La pugna histórica con Chávez

Pérez fue defenestrado por su propia clase política, en particular por su partido, AD, que tenía mayoría en ambas cámaras legislativas. Si esa dirigencia hubiese querido sostenerlo en el poder hasta el 2 de febrero de 1994, lo habría hecho. Pero tomaron la decisión de arrojarlo a las fauces de los leones, dicho en términos de circo romano.

Obviamente, él guardó siempre ese resentimiento contra quienes lo sacaron de Miraflores y hasta lo pusieron en prisión (primero en la cárcel de El Junquito y luego en su domicilio, una casa llamada La Ahumada, en el sureste de Caracas). Pero a partir de 1994, cuando Caldera deja en libertad a los comandantes del 4F, redirige su rencor hacia la figura más prominente de ese grupo: Hugo Chávez Frías.

Desde entonces y hasta sus últimos días, CAP enfocó su inquina política en Chávez, lo que se explica no tanto porque el líder bolivariano haya sido el jefe de la gran asonada en su contra, sino más bien por el vertiginoso desarrollo que este tuvo como figura política nacional e internacional.

A partir de 1998, Chávez le disputó a Pérez un espacio que el expresidente había tenido como exclusivo suyo: el del líder más carismático electo por entusiastas masas y con una tremenda proyección más allá de las fronteras. Eso era algo que un hombre como CAP no podía perdonar.

Para 2002, ya cerca de los 80 años y con los partidos tradicionales en bancarrota, CAP aupó el golpe de Estado y le dio ánimos (o instrucciones, según se le quiera ver) al dirigente sindical Carlos Ortega, uno de los cabecillas de los sucesos de abril y, luego, del paro-sabotaje petrolero, en diciembre.

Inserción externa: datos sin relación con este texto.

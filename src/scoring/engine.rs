//! Conduct score computation.
//!
//! # Algorithm
//!
//! 1. Every vehicle starts at `initial_score` with zeroed counters
//! 2. Each behavior event subtracts its table weight (fallback
//!    `behavior_default_penalty`) and bumps the matching counter
//! 3. Each schedule event subtracts its table weight (fallback
//!    `schedule_default_penalty`); `schedule_late_start` bumps `late`
//! 4. Scores are clamped at zero and ranked descending
//!
//! Events for a device id that is not in the vehicle list are dropped.

use super::config::ScoringConfig;
use super::ranking::rank;
use super::types::{
    BehaviorEvent, Channel, EventKind, Grade, ScheduleEvent, ScoreRecord, Vehicle, Violations,
};
use crate::error::FleetError;
use std::collections::HashMap;
use tracing::{debug, trace};

/// Running total for one vehicle.
struct Tally {
    id: i64,
    name: String,
    score: i64,
    violations: Violations,
}

/// Computes conduct scores and rankings.
///
/// # Examples
///
/// ```
/// use fleetwise::scoring::{BehaviorEvent, ScoreEngine, Vehicle};
///
/// let vehicles = vec![Vehicle::new(1, "A"), Vehicle::new(2, "B")];
/// let events = vec![
///     BehaviorEvent::new(1, "deviceOverspeed"),
///     BehaviorEvent::new(1, "hardBraking"),
/// ];
///
/// let ranking = ScoreEngine::default().calculate(&vehicles, &events, &[]);
/// assert_eq!(ranking[0].name, "B");
/// assert_eq!(ranking[1].score, 85);
/// ```
#[derive(Debug, Clone, Default)]
pub struct ScoreEngine {
    config: ScoringConfig,
}

impl ScoreEngine {
    /// Creates an engine without validating `config`.
    pub fn new(config: ScoringConfig) -> Self {
        Self { config }
    }

    /// Creates an engine, rejecting an invalid configuration.
    pub fn try_new(config: ScoringConfig) -> Result<Self, FleetError> {
        config.validate().map_err(FleetError::Config)?;
        Ok(Self { config })
    }

    /// Returns the active configuration.
    pub fn config(&self) -> &ScoringConfig {
        &self.config
    }

    /// Penalty an event of `kind` costs on `channel`.
    pub fn penalty_for(&self, kind: &EventKind, channel: Channel) -> u32 {
        self.config.weight(kind).unwrap_or(match channel {
            Channel::Behavior => self.config.behavior_default_penalty,
            Channel::Schedule => self.config.schedule_default_penalty,
        })
    }

    /// Maps a score to its badge.
    pub fn grade(&self, score: u32) -> Grade {
        if score >= self.config.excellent_threshold {
            Grade::Excellent
        } else if score >= self.config.regular_threshold {
            Grade::Regular
        } else {
            Grade::Critical
        }
    }

    /// Scores every vehicle and returns them ranked by descending score.
    ///
    /// Never fails. One record is produced per distinct vehicle id; when an
    /// id repeats, the last name wins.
    pub fn calculate(
        &self,
        vehicles: &[Vehicle],
        behavior: &[BehaviorEvent],
        schedule: &[ScheduleEvent],
    ) -> Vec<ScoreRecord> {
        debug!(
            vehicles = vehicles.len(),
            behavior = behavior.len(),
            schedule = schedule.len(),
            "calculating conduct scores"
        );

        let mut tallies: Vec<Tally> = Vec::with_capacity(vehicles.len());
        let mut slot_of: HashMap<i64, usize> = HashMap::with_capacity(vehicles.len());

        for vehicle in vehicles {
            match slot_of.get(&vehicle.id) {
                Some(&slot) => tallies[slot].name.clone_from(&vehicle.name),
                None => {
                    slot_of.insert(vehicle.id, tallies.len());
                    tallies.push(Tally {
                        id: vehicle.id,
                        name: vehicle.name.clone(),
                        score: i64::from(self.config.initial_score),
                        violations: Violations::default(),
                    });
                }
            }
        }

        for event in behavior {
            let Some(&slot) = slot_of.get(&event.device_id) else {
                trace!(
                    device_id = event.device_id,
                    kind = %event.kind,
                    "dropping event for unknown device"
                );
                continue;
            };
            let tally = &mut tallies[slot];
            tally.score -= i64::from(self.penalty_for(&event.kind, Channel::Behavior));
            match event.kind {
                EventKind::DeviceOverspeed => tally.violations.speeding += 1,
                EventKind::HardBraking => tally.violations.braking += 1,
                EventKind::HardAcceleration => tally.violations.acceleration += 1,
                EventKind::HardCornering => tally.violations.cornering += 1,
                _ => {}
            }
        }

        for event in schedule {
            let Some(&slot) = slot_of.get(&event.device_id) else {
                trace!(
                    device_id = event.device_id,
                    kind = %event.kind,
                    "dropping schedule event for unknown device"
                );
                continue;
            };
            let tally = &mut tallies[slot];
            tally.score -= i64::from(self.penalty_for(&event.kind, Channel::Schedule));
            if event.kind == EventKind::ScheduleLateStart {
                tally.violations.late += 1;
            }
        }

        let mut records: Vec<ScoreRecord> = tallies
            .into_iter()
            .map(|t| ScoreRecord {
                id: t.id,
                name: t.name,
                score: u32::try_from(t.score.max(0)).unwrap_or(u32::MAX),
                violations: t.violations,
            })
            .collect();

        rank(&mut records, self.config.tie_breaker);
        records
    }
}

/// Scores vehicles with the default weights.
///
/// Shorthand for `ScoreEngine::default().calculate(..)`.
pub fn calculate_scores(
    vehicles: &[Vehicle],
    behavior: &[BehaviorEvent],
    schedule: &[ScheduleEvent],
) -> Vec<ScoreRecord> {
    ScoreEngine::default().calculate(vehicles, behavior, schedule)
}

Se quedó con las ganas de ver a su último archirrival derrocado, salvo por las 47 horas que duró Pedro Carmona al mando. Por el contrario, debió ser testigo de los días de máximo esplendor de Chávez, entre 2004 y 2010.

El epílogo

Pérez tuvo una larga e intensa vida personal y política, que finalizó la Navidad de 2010, en Miami. Pero no concluyó allí la controversia que lo acompañó durante buena parte de su existencia, pues surgió un conflicto legal entre las dos ramas de su familia, en torno al lugar de sepultura. El cadáver permaneció congelado durante más de nueve meses, hasta que los dos bandos acordaron un armisticio y que se le trasladara a Caracas.

Su frase “hubiera preferido otra muerte”, bien podría haber cambiado por “hubiera preferido otro trato después de la muerte”. Hasta sus peores detractores coincidieron en que lo ocurrido fue lamentable e inútil.

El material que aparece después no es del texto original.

//! Core trait and value types for route sequencing.

/// A point on the globe a route must visit.
///
/// Implement this for any caller type; the sequencer reorders values of
/// that type as-is, so extra fields ride along untouched.
///
/// # Examples
///
/// ```
/// use fleetwise::routing::Waypoint;
///
/// #[derive(Clone)]
/// struct Delivery {
///     lat: f64,
///     lng: f64,
///     parcel: u32,
/// }
///
/// impl Waypoint for Delivery {
///     fn lat(&self) -> f64 { self.lat }
///     fn lng(&self) -> f64 { self.lng }
/// }
/// ```
pub trait Waypoint: Send + Sync {
    /// Latitude in degrees.
    fn lat(&self) -> f64;

    /// Longitude in degrees.
    fn lng(&self) -> f64;
}

impl Waypoint for (f64, f64) {
    fn lat(&self) -> f64 {
        self.0
    }

    fn lng(&self) -> f64 {
        self.1
    }
}

impl<W: Waypoint> Waypoint for &W {
    fn lat(&self) -> f64 {
        (**self).lat()
    }

    fn lng(&self) -> f64 {
        (**self).lng()
    }
}

/// A named stop, typically from geocoding or a map click.
#[derive(Debug, Clone, PartialEq)]
#[cfg_attr(feature = "serde", derive(serde::Serialize, serde::Deserialize))]
pub struct GeoStop {
    #[cfg_attr(
        feature = "serde",
        serde(
            default = "crate::lenient::nan",
            deserialize_with = "crate::lenient::coordinate"
        )
    )]
    pub lat: f64,
    #[cfg_attr(
        feature = "serde",
        serde(
            default = "crate::lenient::nan",
            deserialize_with = "crate::lenient::coordinate"
        )
    )]
    pub lng: f64,
    #[cfg_attr(
        feature = "serde",
        serde(default, deserialize_with = "crate::lenient::null_as_default")
    )]
    pub name: String,
}

impl GeoStop {
    pub fn new(lat: f64, lng: f64, name: impl Into<String>) -> Self {
        Self {
            lat,
            lng,
            name: name.into(),
        }
    }
}

impl Waypoint for GeoStop {
    fn lat(&self) -> f64 {
        self.lat
    }

    fn lng(&self) -> f64 {
        self.lng
    }
}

Y ahora, la versión blanqueda del gran blanco

Llegó así el centenario de CAP y muchos salieron a rendirle homenaje. Entre esos muchos había varios a los que no les tembló la mano para votar por su destitución en 1993, en aras de evitar el naufragio del partido y del sistema o para cobrarle alguna añeja deuda.

También abundaron los periodistas y comentaristas políticos que lo adversaron rabiosamente, bajo el argumento de que era el emblema encarnado de la corrupción de aquellos tiempos. Son los mismos que ahora dicen que el tipo era un apóstol.

Y no faltaron los viejos izquierdistas que incluso sufrieron -o al menos conocieron de cerca- las andanzas de sus tiempos de verdugo anticomunista, pero que, desde la bruma de la ancianidad, lo consideran un adalid de la paz, la democracia y los derechos humanos.

Ha habido un considerable esfuerzo por presentar una versión blanqueada y perfumada de este gran caudillo del partido blanco. Es válido. Cada quien defiende sus ideas y a sus líderes. Pero quien quiera hacerse un juicio más real, tiene que refrescar la memoria (a muchos nos falla) e investigar cómo ocurrió lo que ocurrió y por qué dejó de ocurrir lo que no ocurrió.